- **WHAT IS BEING ASKED**
Begin with the line containing "stop.reset();" and end with the last line of the data below; return those lines exactly, and only those.

- **TASK INPUTS**
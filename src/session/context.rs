//! Per-session shared state handed to every recording component
//!
//! There is no global recording state: the orchestrator builds one
//! [`SessionContext`] and gives listeners an [`InputSink`] derived from it.

use std::sync::atomic::{AtomicBool, Ordering};
use std::sync::Arc;
use std::time::{Duration, Instant};

use crate::backend::RawInput;
use crate::types::{Event, MouseButton};

use super::clock::PauseController;
use super::queue::EventQueue;

/// Cloneable stop flag observed by every loop
#[derive(Debug, Clone, Default)]
pub struct StopSignal {
    flag: Arc<AtomicBool>,
}

impl StopSignal {
    pub fn new() -> Self {
        Self::default()
    }

    pub fn trigger(&self) {
        self.flag.store(true, Ordering::SeqCst);
    }

    pub fn is_set(&self) -> bool {
        self.flag.load(Ordering::SeqCst)
    }

    pub fn reset(&self) {
        self.flag.store(false, Ordering::SeqCst);
    }

    /// Sleep for `duration`, waking early (within `poll`) if the signal fires
    ///
    /// Returns `true` if the signal was set.
    pub fn sleep(&self, duration: Duration, poll: Duration) -> bool {
        let deadline = Instant::now() + duration;
        loop {
            if self.is_set() {
                return true;
            }
            let now = Instant::now();
            if now >= deadline {
                return false;
            }
            std::thread::sleep((deadline - now).min(poll));
        }
    }
}

/// Shared primitives of one recording session
#[derive(Debug, Clone)]
pub struct SessionContext {
    pub clock: Arc<PauseController>,
    pub queue: EventQueue,
    pub stop: StopSignal,
    pause_hotkey: Arc<str>,
}

impl SessionContext {
    pub fn new(stop: StopSignal, pause_hotkey: &str) -> Self {
        Self {
            clock: Arc::new(PauseController::new()),
            queue: EventQueue::new(),
            stop,
            pause_hotkey: Arc::from(pause_hotkey),
        }
    }

    /// A fresh, active sink for one listener
    pub fn input_sink(&self) -> InputSink {
        InputSink {
            clock: self.clock.clone(),
            queue: self.queue.clone(),
            pause_hotkey: self.pause_hotkey.clone(),
            active: Arc::new(AtomicBool::new(true)),
        }
    }
}

/// Where input listeners deliver raw input
///
/// `emit` never blocks: it checks the pause state, stamps the event with
/// active session time and pushes it onto the ingestion queue. The pause
/// hotkey toggles the session clock and is itself not recorded.
#[derive(Debug, Clone)]
pub struct InputSink {
    clock: Arc<PauseController>,
    queue: EventQueue,
    pause_hotkey: Arc<str>,
    active: Arc<AtomicBool>,
}

impl InputSink {
    pub fn emit(&self, raw: RawInput) {
        if !self.active.load(Ordering::Relaxed) {
            return;
        }

        match &raw {
            RawInput::KeyPress(key) if **key == *self.pause_hotkey => {
                self.clock.toggle();
                return;
            }
            RawInput::KeyRelease(key) if **key == *self.pause_hotkey => return,
            _ => {}
        }

        if self.clock.is_paused() {
            return;
        }

        let timestamp = self.clock.relative_time(Instant::now()).as_secs_f64();
        self.queue.enqueue(to_event(raw, timestamp));
    }

    /// Stop accepting input; clones share the flag
    pub fn deactivate(&self) {
        self.active.store(false, Ordering::SeqCst);
    }

    pub fn is_active(&self) -> bool {
        self.active.load(Ordering::SeqCst)
    }

    pub fn is_paused(&self) -> bool {
        self.clock.is_paused()
    }
}

fn to_event(raw: RawInput, timestamp: f64) -> Event {
    match raw {
        RawInput::KeyPress(key) => Event::key_press(key, timestamp),
        RawInput::KeyRelease(key) => Event::key_release(key, timestamp),
        RawInput::MouseMove { x, y } => Event::mouse_move(x, y, timestamp),
        RawInput::MouseClick {
            x,
            y,
            button,
            pressed,
        } => Event::mouse_click(x, y, MouseButton::from_raw(&button), pressed, timestamp),
        RawInput::MouseScroll { x, y, dx, dy } => Event::mouse_scroll(x, y, dx, dy, timestamp),
    }
}

#[cfg(test)]
mod tests {
    use super::*;

    fn drain(ctx: &SessionContext) -> Vec<Event> {
        ctx.queue.drain_pending()
    }

    #[test]
    fn test_emit_stamps_and_enqueues() {
        let ctx = SessionContext::new(StopSignal::new(), "Key.pause");
        let sink = ctx.input_sink();

        sink.emit(RawInput::MouseMove { x: 3, y: 4 });
        sink.emit(RawInput::KeyPress("'q'".to_string()));

        let events = drain(&ctx);
        assert_eq!(events.len(), 2);
        assert_eq!(events[0].position().unwrap().x, 3);
        assert!(events[1].is_keyboard());
        assert!(events[1].timestamp() >= events[0].timestamp());
    }

    #[test]
    fn test_paused_input_is_discarded() {
        let ctx = SessionContext::new(StopSignal::new(), "Key.pause");
        let sink = ctx.input_sink();

        sink.emit(RawInput::KeyPress("Key.pause".to_string()));
        assert!(sink.is_paused());
        sink.emit(RawInput::KeyRelease("Key.pause".to_string()));
        sink.emit(RawInput::MouseMove { x: 1, y: 1 });
        sink.emit(RawInput::KeyPress("'x'".to_string()));
        assert!(drain(&ctx).is_empty());

        sink.emit(RawInput::KeyPress("Key.pause".to_string()));
        assert!(!sink.is_paused());
        sink.emit(RawInput::MouseClick {
            x: 1,
            y: 2,
            button: "Button.right".to_string(),
            pressed: true,
        });

        let events = drain(&ctx);
        assert_eq!(events.len(), 1);
        assert!(matches!(
            events[0],
            Event::MouseClick {
                button: MouseButton::Right,
                pressed: true,
                ..
            }
        ));
    }

    #[test]
    fn test_deactivated_sink_drops_everything() {
        let ctx = SessionContext::new(StopSignal::new(), "Key.pause");
        let sink = ctx.input_sink();
        let clone = sink.clone();
        sink.deactivate();

        clone.emit(RawInput::MouseScroll {
            x: 0,
            y: 0,
            dx: 0,
            dy: 1,
        });
        assert!(!clone.is_active());
        assert!(ctx.queue.is_empty());
    }

    #[test]
    fn test_stop_signal_sleep_wakes_early() {
        let stop = StopSignal::new();
        let remote = stop.clone();
        let handle = std::thread::spawn(move || {
            std::thread::sleep(Duration::from_millis(20));
            remote.trigger();
        });

        let start = Instant::now();
        assert!(stop.sleep(Duration::from_secs(5), Duration::from_millis(10)));
        assert!(start.elapsed() < Duration::from_secs(2));
        handle.join().unwrap();

        stop.reset();
        assert!(!stop.sleep(Duration::from_millis(5), Duration::from_millis(1)));
    }
}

- **SOLUTION FOR THIS TASK**
        stop.reset();
        assert!(!stop.sleep(Duration::from_millis(5), Duration::from_millis(1)));
    }
}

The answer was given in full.